Self-Checkout Systems
The number of self-checkout systems will continue to grow in supermarkets. Retailers who develop a balanced customer service strategy around their conventional lanes and self-checkout stations will drive the perception of "fast checkout." Upon entering a store, customers gauge how much time they will spend by a glance at the front-end traffic. Retailers who master the balance of maximizing customer throughput while minimizing the appearance of long lines will succeed over their competitors who simply add self-checkouts and cut back on cashiers. Workforce Management applications can be helpful in achieving this balance based on the retailer's customer service philosophy and labor budget. From a front-end layout point of view, the proper ratio of conventional lanes to self-checkout stations is also a major consideration in maintaining the customer's perception of "great service."

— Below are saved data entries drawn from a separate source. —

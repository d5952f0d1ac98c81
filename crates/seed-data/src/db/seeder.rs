//! Database seeding utilities.

use std::fmt;

use rand::Rng;
use serde::Serialize;
use thiserror::Error;
use time::{Date, OffsetDateTime};
use tracing::{debug, info};

use octofit::{
    Store, StoreError,
    models::{Activity, LeaderboardEntry, RecordKind, Team, User, Workout},
};

use crate::config::SeedConfig;
use crate::generators::{
    ActivityGenerator, LeaderboardGenerator, ROSTERS, TeamGenerator, TeamRoster, UserGenerator,
    WorkoutGenerator,
};

#[derive(Debug, Error)]
pub enum SeedError {
    #[error("Store error: {0}")]
    Store(#[from] StoreError),
    #[error("Invalid seed configuration: {0}")]
    InvalidConfig(String),
}

/// Record counts read back from the store after a run.
#[derive(Debug, Clone, Copy, PartialEq, Eq, Serialize)]
pub struct SeedSummary {
    pub teams: u64,
    pub users: u64,
    pub activities: u64,
    pub workouts: u64,
    pub leaderboard_entries: u64,
}

impl fmt::Display for SeedSummary {
    fn fmt(&self, f: &mut fmt::Formatter<'_>) -> fmt::Result {
        writeln!(f, "Successfully populated database with:")?;
        writeln!(f, "- {} teams", self.teams)?;
        writeln!(f, "- {} users", self.users)?;
        writeln!(f, "- {} activities", self.activities)?;
        writeln!(f, "- {} workouts", self.workouts)?;
        write!(f, "- {} leaderboard entries", self.leaderboard_entries)
    }
}

/// Wipes a [`Store`] and repopulates it with superhero test data.
///
/// Not safe to run alongside any other writer: deletes and inserts are
/// issued one by one with no transaction around them.
pub struct Seeder<S> {
    store: S,
    config: SeedConfig,
    rosters: &'static [TeamRoster],
    today: Date,
}

impl<S: Store> Seeder<S> {
    /// Creates a seeder with default ranges, the built-in rosters, and today's UTC date.
    pub fn new(store: S) -> Self {
        Self {
            store,
            config: SeedConfig::default(),
            rosters: ROSTERS,
            today: OffsetDateTime::now_utc().date(),
        }
    }

    pub fn with_config(mut self, config: SeedConfig) -> Self {
        self.config = config;
        self
    }

    pub fn with_rosters(mut self, rosters: &'static [TeamRoster]) -> Self {
        self.rosters = rosters;
        self
    }

    /// Overrides the date activities are dated back from.
    pub fn with_today(mut self, today: Date) -> Self {
        self.today = today;
        self
    }

    pub fn store(&self) -> &S {
        &self.store
    }

    pub fn into_store(self) -> S {
        self.store
    }

    /// Deletes every record of every kind, then inserts teams, users,
    /// workouts, activities, and leaderboard entries in that order.
    pub async fn populate(&self, rng: &mut impl Rng) -> Result<SeedSummary, SeedError> {
        self.config.validate()?;
        info!("Starting database population...");

        self.clear_all().await?;

        let teams = TeamGenerator::new(self.rosters).generate(rng);
        self.seed_teams(&teams).await?;

        let users = UserGenerator::new(self.rosters).generate(rng);
        self.seed_users(&users).await?;

        let workouts = WorkoutGenerator::new().generate(rng);
        self.seed_workouts(&workouts).await?;

        let activity_gen = ActivityGenerator::new(&self.config);
        let activities: Vec<Activity> = users
            .iter()
            .flat_map(|user| activity_gen.generate_for_user(&user.email, self.today, rng))
            .collect();
        self.seed_activities(&activities).await?;

        self.seed_leaderboard(&users, rng).await?;

        let summary = self.summary().await?;
        info!(
            teams = summary.teams,
            users = summary.users,
            activities = summary.activities,
            workouts = summary.workouts,
            leaderboard_entries = summary.leaderboard_entries,
            "Population complete"
        );
        Ok(summary)
    }

    /// Clears all records of every kind.
    ///
    /// **WARNING**: This deletes all data from the store. Use with caution.
    pub async fn clear_all(&self) -> Result<(), SeedError> {
        info!("Clearing existing data...");

        for kind in RecordKind::ALL {
            let removed = self.store.delete_all(kind).await?;
            debug!("Deleted {} {} records", removed, kind.table());
        }

        info!("All data cleared");
        Ok(())
    }

    pub async fn seed_teams(&self, teams: &[Team]) -> Result<(), SeedError> {
        info!("Seeding {} teams...", teams.len());

        for team in teams {
            self.store.create_team(team).await?;
        }

        info!("Seeded {} teams", teams.len());
        Ok(())
    }

    pub async fn seed_users(&self, users: &[User]) -> Result<(), SeedError> {
        info!("Seeding {} users...", users.len());

        for user in users {
            self.store.create_user(user).await?;
        }

        info!("Seeded {} users", users.len());
        Ok(())
    }

    pub async fn seed_workouts(&self, workouts: &[Workout]) -> Result<(), SeedError> {
        info!("Seeding {} workouts...", workouts.len());

        for workout in workouts {
            self.store.create_workout(workout).await?;
        }

        info!("Seeded {} workouts", workouts.len());
        Ok(())
    }

    pub async fn seed_activities(&self, activities: &[Activity]) -> Result<(), SeedError> {
        info!("Seeding {} activities...", activities.len());

        for activity in activities {
            self.store.create_activity(activity).await?;
        }

        info!("Seeded {} activities", activities.len());
        Ok(())
    }

    /// Scores each user from the activities currently stored for them.
    pub async fn seed_leaderboard(
        &self,
        users: &[User],
        rng: &mut impl Rng,
    ) -> Result<Vec<LeaderboardEntry>, SeedError> {
        info!("Seeding leaderboard for {} users...", users.len());

        let leaderboard_gen = LeaderboardGenerator::new(&self.config);
        let mut entries = Vec::with_capacity(users.len());

        for user in users {
            let activities = self.store.activities_for_user(&user.email).await?;
            let entry = leaderboard_gen.entry_for(&user.email, &activities, rng);
            debug!(
                "{}: {} activities, score {}",
                user.email,
                activities.len(),
                entry.score
            );
            self.store.create_leaderboard_entry(&entry).await?;
            entries.push(entry);
        }

        info!("Seeded {} leaderboard entries", entries.len());
        Ok(entries)
    }

    pub async fn summary(&self) -> Result<SeedSummary, SeedError> {
        Ok(SeedSummary {
            teams: self.store.count(RecordKind::Team).await?,
            users: self.store.count(RecordKind::User).await?,
            activities: self.store.count(RecordKind::Activity).await?,
            workouts: self.store.count(RecordKind::Workout).await?,
            leaderboard_entries: self.store.count(RecordKind::Leaderboard).await?,
        })
    }
}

Traditional Supermarkets Will Survive but They Will Be Different Than Today
To survive, traditional supermarket retailers will reinvent themselves over a period of time, in order to attract and maintain a loyal customer base. New concepts, neighborhood marketing, and innovation will be the key to success over the next decade. Some will make it work. Others will fail. There will be more consolidation in the marketplace. Successful players will capitalize on the strengths of the value proposition they choose to drive, and they will learn to do it well. In the customers' eyes, it's all about how well a retailer can satisfy what they are looking for in their shopping experience, and how well the retailer does at creating the perception of value in their minds. Technology and innovation will serve as the fuel in enabling the customer's shopping experience. Retailers cannot implement technology because of industry hype, or simply because the competitor "down the street" has it. Prudent decisions on the retailer's part must govern what technology is right for the business needs, in order to allow them to grow and prosper.